So, I sit back, close my eyes and let “Eternal Rains Will Come” gush all over me like a cathartic waterfall of sound. The song has all the prog elements of what we know that is Opeth, the way the bend their melodies around gives them their very own sound no matter where the go musically. There are some really cool backing vocals on here that actually makes me think of Ghost. This is brilliant stuff. “Cusp Of Eternity” is a real killer with a big nod back to Deep Purple / Rainbow and a big Ritchie Blackmore influence mixed with the Heritage kind of sound and some really memorable melodies. “Moon Above, Sun Below” is one epic track and maybe the album’s magnum opus. it’s dark, heavy and evil, but at the same time, there’s something very light and positive about the song. A long track – almost 11 minutes long – but as always with Opeth, it never ever gets boring and when the song ends, it’s hard to believe that 11 minutes has passed. “Elysian Woes” is a very uncomplicated and straight forward ballad, almost easy-listened, but it really sounds like Opeth. I can imagine they might even get some airplay with this one, albeit not on mainstream commercial crap radio!
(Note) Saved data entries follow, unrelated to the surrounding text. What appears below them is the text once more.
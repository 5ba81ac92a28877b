#[global_allocator]
static ALLOC: wee_alloc::WeeAlloc = wee_alloc::WeeAlloc::INIT;

use js_sys::Array;
use wasm_bindgen::prelude::*;

use crate::config::ColumnSelection;
use crate::iter::IntoSolutions;
use crate::links::DancingLinks;
use crate::puzzles::sudoku;

/// Collects sparse rows, each the list of column indices it covers.
#[wasm_bindgen]
#[derive(Default)]
pub struct SolverBuilder {
    rows: Vec<Vec<usize>>,
    columns: Option<usize>,
    selection: ColumnSelection,
}

#[wasm_bindgen]
impl SolverBuilder {
    #[wasm_bindgen(constructor)]
    pub fn new() -> Self {
        Self::default()
    }

    pub fn add_row(&mut self, row: Vec<usize>) {
        self.rows.push(row);
    }

    /// Fixes the column count. Without it, the largest index used plus one
    /// is taken.
    pub fn set_columns(&mut self, columns: usize) {
        self.columns = Some(columns);
    }

    pub fn set_greedy(&mut self, greedy: bool) {
        self.selection = ColumnSelection::from_greedy(greedy);
    }

    pub fn build(self) -> Result<Solver, JsError> {
        let columns = self.columns.unwrap_or_else(|| {
            self.rows
                .iter()
                .flatten()
                .max()
                .map_or(0, |&col| col + 1)
        });

        let links = DancingLinks::from_sparse(columns, &self.rows)?.with_selection(self.selection);

        Ok(Solver {
            solutions: links.into_solutions(),
        })
    }
}

/// Hands solutions to JavaScript one at a time, searching only as far as
/// the next one.
#[wasm_bindgen]
pub struct Solver {
    solutions: IntoSolutions,
}

#[wasm_bindgen]
impl Solver {
    /// The next solution, or an empty array once they are used up.
    pub fn next_solution(&mut self) -> Array {
        into_js_array(self.solutions.next().unwrap_or_default())
    }

    pub async fn all_solutions(self) -> Array {
        self.solutions.map(into_js_array).collect()
    }
}

fn into_js_array<T>(vec: Vec<T>) -> Array
where
    JsValue: From<T>,
{
    vec.into_iter().map(JsValue::from).collect()
}

/// The exact cover rows of an empty K×K sudoku, each as its covered column
/// indices, ready for [`SolverBuilder::add_row`].
#[wasm_bindgen]
pub fn sudoku_rows(k: usize) -> Result<Array, JsError> {
    Ok(sudoku::sparse_cover(k)?
        .into_iter()
        .map(into_js_array)
        .collect())
}
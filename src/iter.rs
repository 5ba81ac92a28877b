//! Lazy search driven by an explicit frame stack instead of recursion.

use std::iter::FusedIterator;

use crate::links::DancingLinks;
use crate::node::NodeId;

/// One level of the search: the column being branched on and the row of it
/// currently selected. `row == column` means no row has been tried yet.
struct Frame {
    column: NodeId,
    row: NodeId,
}

/// Search progress kept between solutions, apart from the structure it
/// runs on.
struct SearchState {
    frames: Vec<Frame>,
    partial: Vec<usize>,
    visits: u64,
    descending: bool,
}

impl SearchState {
    fn new(depth: usize) -> Self {
        Self {
            frames: Vec::with_capacity(depth),
            partial: Vec::with_capacity(depth),
            visits: 0,
            descending: true,
        }
    }

    fn is_completed(&self) -> bool {
        !self.descending && self.frames.is_empty()
    }

    /// Runs the search on `links` up to its next solution.
    fn next_solution(&mut self, links: &mut DancingLinks) -> Option<Vec<usize>> {
        loop {
            if self.descending {
                self.descending = false;

                let Some(column) = links.select_column() else {
                    return Some(self.partial.clone());
                };

                self.visits += 1;
                links.cover(column);
                self.frames.push(Frame {
                    column,
                    row: column,
                });
            }

            if !self.step_forward(links) {
                return None;
            }
        }
    }

    /// Moves the topmost frame to its next row, popping frames whose rows
    /// are used up. Returns `false` once the stack is empty.
    fn step_forward(&mut self, links: &mut DancingLinks) -> bool {
        let Some(frame) = self.frames.last_mut() else {
            return false;
        };

        if frame.row != frame.column {
            links.uncover_row(frame.row);
            self.partial.pop();
        }

        frame.row = links.at(frame.row).down;

        if frame.row == frame.column {
            let column = frame.column;
            links.uncover(column);
            self.frames.pop();
        } else {
            let row = frame.row;
            self.partial.push(links.at(row).key);
            links.cover_row(row);
            self.descending = true;
        }

        true
    }

    /// Undoes every pending cover, innermost first.
    fn unwind(&mut self, links: &mut DancingLinks) {
        while let Some(frame) = self.frames.pop() {
            if frame.row != frame.column {
                links.uncover_row(frame.row);
                self.partial.pop();
            }
            links.uncover(frame.column);
        }
    }
}

/// Iterator over the exact covers of a [`DancingLinks`] structure.
///
/// Produces the same solutions in the same order as
/// [`DancingLinks::all_solutions`], but one at a time and without recursing,
/// so its depth is only bounded by memory. Dropping it before it is
/// exhausted undoes every pending cover, leaving the structure as it was.
pub struct Solutions<'a> {
    links: &'a mut DancingLinks,
    state: SearchState,
}

impl Solutions<'_> {
    /// Search tree nodes visited so far.
    pub const fn visits(&self) -> u64 {
        self.state.visits
    }

    pub fn is_completed(&self) -> bool {
        self.state.is_completed()
    }
}

impl Iterator for Solutions<'_> {
    type Item = Vec<usize>;

    fn next(&mut self) -> Option<Self::Item> {
        self.state.next_solution(self.links)
    }
}

impl FusedIterator for Solutions<'_> {}

impl Drop for Solutions<'_> {
    fn drop(&mut self) {
        self.state.unwind(self.links);
    }
}

/// Owning counterpart of [`Solutions`], for when the structure has to
/// outlive the scope that built it. [`IntoSolutions::into_inner`] gives the
/// structure back, restored.
pub struct IntoSolutions {
    links: DancingLinks,
    state: SearchState,
}

impl IntoSolutions {
    pub const fn visits(&self) -> u64 {
        self.state.visits
    }

    pub fn is_completed(&self) -> bool {
        self.state.is_completed()
    }

    pub fn into_inner(mut self) -> DancingLinks {
        self.state.unwind(&mut self.links);
        self.links
    }
}

impl Iterator for IntoSolutions {
    type Item = Vec<usize>;

    fn next(&mut self) -> Option<Self::Item> {
        self.state.next_solution(&mut self.links)
    }
}

impl FusedIterator for IntoSolutions {}

impl DancingLinks {
    /// Streams the exact covers one by one.
    ///
    /// ```
    /// use dance::DancingLinks;
    ///
    /// let mut links = DancingLinks::new(&[
    ///     vec![true, false],
    ///     vec![false, true],
    ///     vec![true, true],
    /// ]).unwrap();
    ///
    /// let first = links.solutions().next();
    /// assert_eq!(Some(vec![0, 1]), first);
    /// assert_eq!(2, links.solutions().count());
    /// ```
    pub fn solutions(&mut self) -> Solutions<'_> {
        let state = SearchState::new(self.column_count());
        Solutions { links: self, state }
    }

    /// Like [`DancingLinks::solutions`], but takes ownership of the
    /// structure.
    pub fn into_solutions(self) -> IntoSolutions {
        let state = SearchState::new(self.column_count());
        IntoSolutions { links: self, state }
    }
}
One of my favourites here are “River”, a song that stands out in Opeth’s catalogue of songs. It starts out as a progressive pop rock song, really catchy and even hummable, but it turns into a real hard rock song, still very in your face and without much of the complicated arrangements that we’re used to. The arrangements are probably complicated anyway, but it just comes across as a more straight forward rock track – and I love it! The album ends with “Faith In Others”, a grand ballad that wouldn’t have felt lost on Watershed. When the final chord is ebbing out, all I want is to go back and listen again. With those words I can just determine that Opeth has once again recorded a brilliant beast of an album.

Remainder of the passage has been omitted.